Stored items
^^^^^^^^^^^^^^^^
use std::cell::RefCell;
use std::rc::Rc;

use crate::common::*;
use tether::prelude::*;
use tether::{Field, LifecycleEvent};

/// Records `(kind, table)` for every event.
fn record(fixture: &Fixture) -> Rc<RefCell<Vec<(&'static str, &'static str)>>> {
    let seen = Rc::new(RefCell::new(Vec::new()));
    let sink = Rc::clone(&seen);
    fixture.db.events().subscribe(move |event| {
        let kind = match event {
            LifecycleEvent::Created(_) => "created",
            LifecycleEvent::Updated(_) => "updated",
            LifecycleEvent::Deleted(_) => "deleted",
        };
        sink.borrow_mut().push((kind, event.table()));
    });
    seen
}

#[test]
fn one_event_per_successful_write() {
    let fixture = setup_db();
    let seen = record(&fixture);

    let dog = Entity::with_values(
        dogs(),
        [("name", Value::from("Buddy")), ("animal_id", Value::from(1))],
    )
    .unwrap()
    .into_ref();
    fixture.db.save(&dog).unwrap();
    dog.borrow_mut().set("name", "Bud").unwrap();
    fixture.db.save(&dog).unwrap();
    fixture.db.save(&dog).unwrap();
    fixture.db.delete(&dog).unwrap();

    assert_eq!(
        *seen.borrow(),
        vec![
            ("created", "dogs"),
            ("updated", "dogs"),
            ("deleted", "dogs")
        ]
    );
}

#[test]
fn failed_saves_are_silent() {
    let fixture = setup_db();
    let seen = record(&fixture);

    let nameless = Entity::new(dogs()).into_ref();
    assert!(fixture.db.save(&nameless).is_err());
    assert!(seen.borrow().is_empty());
}

#[test]
fn update_carries_previous_values() {
    let fixture = setup_db();
    let rex = fixture.find(dogs(), 1);

    let captured = Rc::new(RefCell::new(None));
    let sink = Rc::clone(&captured);
    fixture.db.events().subscribe(move |event| {
        if let LifecycleEvent::Updated(update) = event {
            let old = update.old_version();
            *sink.borrow_mut() = Some((
                update.changed().to_vec(),
                update.previous("name").cloned(),
                update.previous("born").cloned(),
                old.value("name").cloned(),
                old.value("animal_id").cloned(),
                old.exists(),
            ));
        }
    });

    rex.borrow_mut().set("name", "Rexy").unwrap();
    rex.borrow_mut().set_null("born").unwrap();
    fixture.db.save(&rex).unwrap();

    let (changed, name, born, old_name, old_animal, old_exists) =
        captured.borrow_mut().take().expect("update event");
    assert_eq!(changed, vec!["name", "born"]);
    assert_eq!(name, Some(Field::Value(Value::from("Rex"))));
    assert_eq!(
        born,
        Some(Field::Value(Value::from(
            chrono::NaiveDate::from_ymd_opt(2019, 4, 1).unwrap()
        )))
    );
    assert_eq!(old_name, Some(Value::from("Rex")));
    assert_eq!(old_animal, Some(Value::from(1)));
    assert!(old_exists);

    // The live entity keeps its new values
    assert_eq!(rex.borrow().value("name"), Some(&Value::from("Rexy")));
}

#[test]
fn listeners_see_the_saved_instance() {
    let fixture = setup_db();
    let ids = Rc::new(RefCell::new(Vec::new()));
    let sink = Rc::clone(&ids);
    fixture.db.events().subscribe(move |event| {
        sink.borrow_mut().push(id(event.entity()));
    });

    let owner = Entity::with_values(owners(), [("name", "Dee")])
        .unwrap()
        .into_ref();
    fixture.db.save(&owner).unwrap();
    assert_eq!(*ids.borrow(), vec![4]);
}

#[test]
fn unsubscribe_stops_delivery() {
    let fixture = setup_db();
    let count = Rc::new(RefCell::new(0));
    let sink = Rc::clone(&count);
    let subscription = fixture
        .db
        .events()
        .subscribe(move |_| *sink.borrow_mut() += 1);

    let rex = fixture.find(dogs(), 1);
    rex.borrow_mut().set("name", "Rexy").unwrap();
    fixture.db.save(&rex).unwrap();
    assert_eq!(*count.borrow(), 1);

    assert!(fixture.db.events().unsubscribe(subscription));
    assert!(!fixture.db.events().unsubscribe(subscription));
    rex.borrow_mut().set("name", "Rex").unwrap();
    fixture.db.save(&rex).unwrap();
    assert_eq!(*count.borrow(), 1);
    assert!(fixture.db.events().is_empty());
}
^^^^^^^^^^^^^^^^
**Work instructions:** Report every line of the data above that contains the string "born" by copying it in full.

**Response to the task:**
                update.previous("born").cloned(),
    rex.borrow_mut().set_null("born").unwrap();
    let (changed, name, born, old_name, old_animal, old_exists) =
    assert_eq!(changed, vec!["name", "born"]);
        born,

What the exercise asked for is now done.